Exercise description.
Below are entries. Reproduce exactly the lines between the line holding "fixed => fixed" and the line holding "end of February.", inclusive, and only those.

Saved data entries
====================
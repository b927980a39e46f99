use std::time::Duration;

use chrono::{
    DateTime, Datelike, Duration as ChronoDuration, Months, NaiveDate, NaiveDateTime,
    SecondsFormat, TimeZone, Timelike, Utc,
};
use serde::Serialize;

use super::duration::{parse_terms, OffsetTerm, TimeUnit};
use crate::error::{QueryError, Result};

/// Window used when one or both bounds are omitted.
pub const DEFAULT_SPAN: Duration = Duration::from_secs(3_600);

/// Which side of a window an expression describes. Bare dates and `/unit`
/// rounding snap to the start of the period for `Start` and to its last
/// millisecond for `End`.
#[derive(Debug, Clone, Copy, PartialEq, Eq)]
pub enum Bound {
    Start,
    End,
}

#[derive(Debug, Clone, Copy, PartialEq, Eq, Serialize)]
pub struct TimeRange {
    pub from: DateTime<Utc>,
    pub to: DateTime<Utc>,
}

impl TimeRange {
    pub fn new(from: DateTime<Utc>, to: DateTime<Utc>) -> Result<Self> {
        if from > to {
            return Err(QueryError::InvalidArgument(format!(
                "start time {} is after end time {}",
                from.to_rfc3339(),
                to.to_rfc3339()
            )));
        }
        Ok(Self { from, to })
    }

    pub fn span(&self) -> Duration {
        (self.to - self.from).to_std().unwrap_or(Duration::ZERO)
    }

    pub fn from_ms(&self) -> i64 {
        self.from.timestamp_millis()
    }

    pub fn to_ms(&self) -> i64 {
        self.to.timestamp_millis()
    }

    /// `2024-01-15T10:00:00Z to 2024-01-15T11:00:00Z`
    pub fn describe(&self) -> String {
        format!(
            "{} to {}",
            self.from.to_rfc3339_opts(SecondsFormat::AutoSi, true),
            self.to.to_rfc3339_opts(SecondsFormat::AutoSi, true)
        )
    }
}

pub fn parse_start_time(input: &str) -> Result<Option<DateTime<Utc>>> {
    parse_time_at(input, Utc::now(), Bound::Start)
}

pub fn parse_end_time(input: &str) -> Result<Option<DateTime<Utc>>> {
    parse_time_at(input, Utc::now(), Bound::End)
}

/// Resolves a user-supplied start/end pair against the current time.
///
/// Both empty gives the last hour. A single given bound is extended by one
/// hour in the open direction.
pub fn resolve_time_range(start: &str, end: &str) -> Result<TimeRange> {
    resolve_time_range_at(start, end, Utc::now(), DEFAULT_SPAN)
}

pub fn resolve_time_range_at(
    start: &str,
    end: &str,
    now: DateTime<Utc>,
    default_span: Duration,
) -> Result<TimeRange> {
    let span = ChronoDuration::from_std(default_span)
        .map_err(|_| QueryError::InvalidArgument("default span out of range".to_string()))?;

    let from = parse_time_at(start, now, Bound::Start)?;
    let to = parse_time_at(end, now, Bound::End)?;

    let (from, to) = match (from, to) {
        (Some(from), Some(to)) => (from, to),
        (Some(from), None) => (from, from + span),
        (None, Some(to)) => (to - span, to),
        (None, None) => (now - span, now),
    };
    TimeRange::new(from, to)
}

/// Parses one time expression relative to `now`. Empty input means the
/// bound was not given.
pub fn parse_time_at(input: &str, now: DateTime<Utc>, bound: Bound) -> Result<Option<DateTime<Utc>>> {
    let trimmed = input.trim();
    if trimmed.is_empty() {
        return Ok(None);
    }

    if let Some(rest) = trimmed.strip_prefix("now") {
        return parse_relative(rest, input, now, bound).map(Some);
    }

    if let Some(ts) = parse_unix_millis(trimmed) {
        return Utc
            .timestamp_millis_opt(ts)
            .single()
            .map(Some)
            .ok_or_else(|| QueryError::parse(input, "unix timestamp out of range"));
    }

    if let Ok(dt) = DateTime::parse_from_rfc3339(trimmed) {
        return Ok(Some(dt.with_timezone(&Utc)));
    }

    for format in ["%Y-%m-%dT%H:%M:%S%.f", "%Y-%m-%d %H:%M:%S%.f"] {
        if let Ok(naive) = NaiveDateTime::parse_from_str(trimmed, format) {
            return Ok(Some(Utc.from_utc_datetime(&naive)));
        }
    }

    if let Ok(date) = NaiveDate::parse_from_str(trimmed, "%Y-%m-%d") {
        let start = at(date, 0, 0).ok_or_else(|| QueryError::parse(input, "invalid date"))?;
        return match bound {
            Bound::Start => Ok(Some(start)),
            Bound::End => Ok(Some(start + ChronoDuration::days(1) - ChronoDuration::milliseconds(1))),
        };
    }

    Err(QueryError::parse(input, "unrecognized time expression"))
}

fn parse_unix_millis(s: &str) -> Option<i64> {
    let digits = s.strip_prefix('-').unwrap_or(s);
    if digits.is_empty() || !digits.bytes().all(|b| b.is_ascii_digit()) {
        return None;
    }
    s.parse().ok()
}

fn parse_relative(rest: &str, whole: &str, now: DateTime<Utc>, bound: Bound) -> Result<DateTime<Utc>> {
    let (offset, rounding) = match rest.split_once('/') {
        Some((offset, unit)) => (offset, Some(unit)),
        None => (rest, None),
    };

    let mut t = now;
    if !offset.is_empty() {
        let (sign, body) = if let Some(body) = offset.strip_prefix('-') {
            (-1, body)
        } else if let Some(body) = offset.strip_prefix('+') {
            (1, body)
        } else {
            return Err(QueryError::parse(whole, "expected + or - after now"));
        };
        for term in parse_terms(body, whole)? {
            t = apply_term(t, term, sign, whole)?;
        }
    }

    match rounding {
        None => Ok(t),
        Some(suffix) => {
            let unit = TimeUnit::from_suffix(suffix)
                .ok_or_else(|| QueryError::parse(whole, format!("unknown rounding unit {:?}", suffix)))?;
            round_to_unit(t, unit, bound, whole)
        }
    }
}

fn apply_term(t: DateTime<Utc>, term: OffsetTerm, sign: i64, whole: &str) -> Result<DateTime<Utc>> {
    let out_of_range = || QueryError::parse(whole, "offset out of range");

    match term.unit {
        TimeUnit::Month | TimeUnit::Year => {
            let per = if term.unit == TimeUnit::Year { 12.0 } else { 1.0 };
            let months = (term.quantity * per) as u32;
            let months = Months::new(months);
            if sign < 0 {
                t.checked_sub_months(months)
            } else {
                t.checked_add_months(months)
            }
            .ok_or_else(out_of_range)
        }
        unit => {
            let nanos = unit.fixed_nanos().ok_or_else(out_of_range)?;
            let total = (term.quantity * nanos as f64).round();
            if total > i64::MAX as f64 {
                return Err(out_of_range());
            }
            t.checked_add_signed(ChronoDuration::nanoseconds(sign * total as i64))
                .ok_or_else(out_of_range)
        }
    }
}

fn round_to_unit(t: DateTime<Utc>, unit: TimeUnit, bound: Bound, whole: &str) -> Result<DateTime<Utc>> {
    let invalid = || QueryError::parse(whole, "cannot round to unit");
    let date = t.date_naive();

    let floor = match unit {
        TimeUnit::Second => t.with_nanosecond(0).ok_or_else(invalid)?,
        TimeUnit::Minute => at(date, t.hour(), t.minute()).ok_or_else(invalid)?,
        TimeUnit::Hour => at(date, t.hour(), 0).ok_or_else(invalid)?,
        TimeUnit::Day => at(date, 0, 0).ok_or_else(invalid)?,
        TimeUnit::Week => {
            let back = ChronoDuration::days(i64::from(date.weekday().num_days_from_monday()));
            at(date - back, 0, 0).ok_or_else(invalid)?
        }
        TimeUnit::Month => {
            let first = NaiveDate::from_ymd_opt(date.year(), date.month(), 1).ok_or_else(invalid)?;
            at(first, 0, 0).ok_or_else(invalid)?
        }
        TimeUnit::Year => {
            let first = NaiveDate::from_ymd_opt(date.year(), 1, 1).ok_or_else(invalid)?;
            at(first, 0, 0).ok_or_else(invalid)?
        }
        TimeUnit::Nanosecond | TimeUnit::Microsecond | TimeUnit::Millisecond => {
            return Err(QueryError::parse(whole, "rounding below one second is not supported"));
        }
    };

    if bound == Bound::Start {
        return Ok(floor);
    }

    let next = match unit {
        TimeUnit::Month => floor.checked_add_months(Months::new(1)),
        TimeUnit::Year => floor.checked_add_months(Months::new(12)),
        fixed => fixed
            .fixed_nanos()
            .and_then(|n| floor.checked_add_signed(ChronoDuration::nanoseconds(n as i64))),
    }
    .ok_or_else(invalid)?;
    Ok(next - ChronoDuration::milliseconds(1))
}

fn at(date: NaiveDate, hour: u32, minute: u32) -> Option<DateTime<Utc>> {
    date.and_hms_opt(hour, minute, 0).map(|naive| Utc.from_utc_datetime(&naive))
}

#[cfg(test)]
mod tests {
    use super::*;

    fn fixed_now() -> DateTime<Utc> {
        Utc.with_ymd_and_hms(2024, 3, 31, 10, 30, 15).unwrap()
    }

    fn within(actual: DateTime<Utc>, expected: DateTime<Utc>, tolerance_secs: i64) -> bool {
        (actual - expected).num_seconds().abs() <= tolerance_secs
    }

    #[test]
    fn test_empty_input_is_unbounded() {
        assert_eq!(parse_start_time("").unwrap(), None);
        assert_eq!(parse_end_time("   ").unwrap(), None);
    }

    #[test]
    fn test_now_and_relative_offsets_against_clock() {
        let now = Utc::now();
        let cases = [
            ("now", now),
            ("now-5m", now - ChronoDuration::minutes(5)),
            ("now-1h", now - ChronoDuration::hours(1)),
            ("now-2d", now - ChronoDuration::days(2)),
            ("now-1w", now - ChronoDuration::weeks(1)),
            ("now+30s", now + ChronoDuration::seconds(30)),
            ("now-2h45m", now - ChronoDuration::minutes(165)),
            ("now-1.5h", now - ChronoDuration::minutes(90)),
        ];
        for (input, expected) in cases {
            let got = parse_start_time(input).unwrap().unwrap();
            assert!(within(got, expected, 2), "{input}: got {got}, expected {expected}");
        }
    }

    #[test]
    fn test_calendar_months_and_years() {
        let now = fixed_now();
        let month_ago = parse_time_at("now-1M", now, Bound::Start).unwrap().unwrap();
        // March 31 minus one month clamps to the end of February.
        assert_eq!(month_ago, Utc.with_ymd_and_hms(2024, 2, 29, 10, 30, 15).unwrap());

        let year_ago = parse_time_at("now-1y", now, Bound::Start).unwrap().unwrap();
        assert_eq!(year_ago, Utc.with_ymd_and_hms(2023, 3, 31, 10, 30, 15).unwrap());
    }

    #[test]
    fn test_rfc3339_and_naive_formats() {
        let expected = Utc.with_ymd_and_hms(2024, 1, 15, 10, 0, 0).unwrap();
        for input in ["2024-01-15T10:00:00Z", "2024-01-15T12:00:00+02:00", "2024-01-15T10:00:00", "2024-01-15 10:00:00"] {
            assert_eq!(parse_start_time(input).unwrap(), Some(expected), "{input}");
        }
    }

    #[test]
    fn test_bare_date_bounds() {
        let start = parse_start_time("2024-01-15").unwrap().unwrap();
        let end = parse_end_time("2024-01-15").unwrap().unwrap();
        assert_eq!(start, Utc.with_ymd_and_hms(2024, 1, 15, 0, 0, 0).unwrap());
        assert_eq!(end, Utc.with_ymd_and_hms(2024, 1, 15, 23, 59, 59).unwrap() + ChronoDuration::milliseconds(999));
    }

    #[test]
    fn test_unix_millis() {
        let got = parse_start_time("1705312800000").unwrap().unwrap();
        assert_eq!(got, Utc.with_ymd_and_hms(2024, 1, 15, 10, 0, 0).unwrap());
    }

    #[test]
    fn test_rounding_suffix() {
        let now = fixed_now();
        let day_start = parse_time_at("now/d", now, Bound::Start).unwrap().unwrap();
        let day_end = parse_time_at("now/d", now, Bound::End).unwrap().unwrap();
        assert_eq!(day_start, Utc.with_ymd_and_hms(2024, 3, 31, 0, 0, 0).unwrap());
        assert_eq!(day_end, Utc.with_ymd_and_hms(2024, 4, 1, 0, 0, 0).unwrap() - ChronoDuration::milliseconds(1));

        // 2024-03-31 is a Sunday; weeks start on Monday.
        let week_start = parse_time_at("now/w", now, Bound::Start).unwrap().unwrap();
        assert_eq!(week_start, Utc.with_ymd_and_hms(2024, 3, 25, 0, 0, 0).unwrap());

        let prev_month = parse_time_at("now-1M/M", now, Bound::Start).unwrap().unwrap();
        assert_eq!(prev_month, Utc.with_ymd_and_hms(2024, 2, 1, 0, 0, 0).unwrap());
    }

    #[test]
    fn test_malformed_inputs_fail_with_parse_error() {
        for input in ["yesterday", "now-", "now-5", "now-5x", "now*5m", "now-1.5M", "now-1.5y", "2024-13-45", "now/q", "12:00"] {
            match parse_start_time(input) {
                Err(QueryError::Parse { input: reported, .. }) => assert_eq!(reported, input),
                other => panic!("{input}: expected parse error, got {other:?}"),
            }
        }
    }

    #[test]
    fn test_default_window_rules() {
        let now = fixed_now();
        let hour = ChronoDuration::hours(1);

        let both = resolve_time_range_at("", "", now, DEFAULT_SPAN).unwrap();
        assert_eq!((both.from, both.to), (now - hour, now));

        let start_only = resolve_time_range_at("now-3h", "", now, DEFAULT_SPAN).unwrap();
        assert_eq!(start_only.from, now - ChronoDuration::hours(3));
        assert_eq!(start_only.to, now - ChronoDuration::hours(2));

        let end_only = resolve_time_range_at("", "now-3h", now, DEFAULT_SPAN).unwrap();
        assert_eq!(end_only.from, now - ChronoDuration::hours(4));
        assert_eq!(end_only.to, now - ChronoDuration::hours(3));
    }

    #[test]
    fn test_inverted_range_rejected() {
        let err = resolve_time_range_at("now", "now-1h", fixed_now(), DEFAULT_SPAN).unwrap_err();
        assert!(matches!(err, QueryError::InvalidArgument(_)));
    }

    #[test]
    fn test_describe_window() {
        let range = TimeRange::new(
            Utc.with_ymd_and_hms(2024, 1, 15, 10, 0, 0).unwrap(),
            Utc.with_ymd_and_hms(2024, 1, 15, 11, 0, 0).unwrap(),
        )
        .unwrap();
        assert_eq!(range.describe(), "2024-01-15T10:00:00Z to 2024-01-15T11:00:00Z");
        assert_eq!(range.span(), Duration::from_secs(3_600));
    }
}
====================
Task answer.
        fixed => fixed
            .fixed_nanos()
            .and_then(|n| floor.checked_add_signed(ChronoDuration::nanoseconds(n as i64))),
    }
    .ok_or_else(invalid)?;
    Ok(next - ChronoDuration::milliseconds(1))
}

fn at(date: NaiveDate, hour: u32, minute: u32) -> Option<DateTime<Utc>> {
    date.and_hms_opt(hour, minute, 0).map(|naive| Utc.from_utc_datetime(&naive))
}

#[cfg(test)]
mod tests {
    use super::*;

    fn fixed_now() -> DateTime<Utc> {
        Utc.with_ymd_and_hms(2024, 3, 31, 10, 30, 15).unwrap()
    }

    fn within(actual: DateTime<Utc>, expected: DateTime<Utc>, tolerance_secs: i64) -> bool {
        (actual - expected).num_seconds().abs() <= tolerance_secs
    }

    #[test]
    fn test_empty_input_is_unbounded() {
        assert_eq!(parse_start_time("").unwrap(), None);
        assert_eq!(parse_end_time("   ").unwrap(), None);
    }

    #[test]
    fn test_now_and_relative_offsets_against_clock() {
        let now = Utc::now();
        let cases = [
            ("now", now),
            ("now-5m", now - ChronoDuration::minutes(5)),
            ("now-1h", now - ChronoDuration::hours(1)),
            ("now-2d", now - ChronoDuration::days(2)),
            ("now-1w", now - ChronoDuration::weeks(1)),
            ("now+30s", now + ChronoDuration::seconds(30)),
            ("now-2h45m", now - ChronoDuration::minutes(165)),
            ("now-1.5h", now - ChronoDuration::minutes(90)),
        ];
        for (input, expected) in cases {
            let got = parse_start_time(input).unwrap().unwrap();
            assert!(within(got, expected, 2), "{input}: got {got}, expected {expected}");
        }
    }

    #[test]
    fn test_calendar_months_and_years() {
        let now = fixed_now();
        let month_ago = parse_time_at("now-1M", now, Bound::Start).unwrap().unwrap();
        // March 31 minus one month clamps to the end of February.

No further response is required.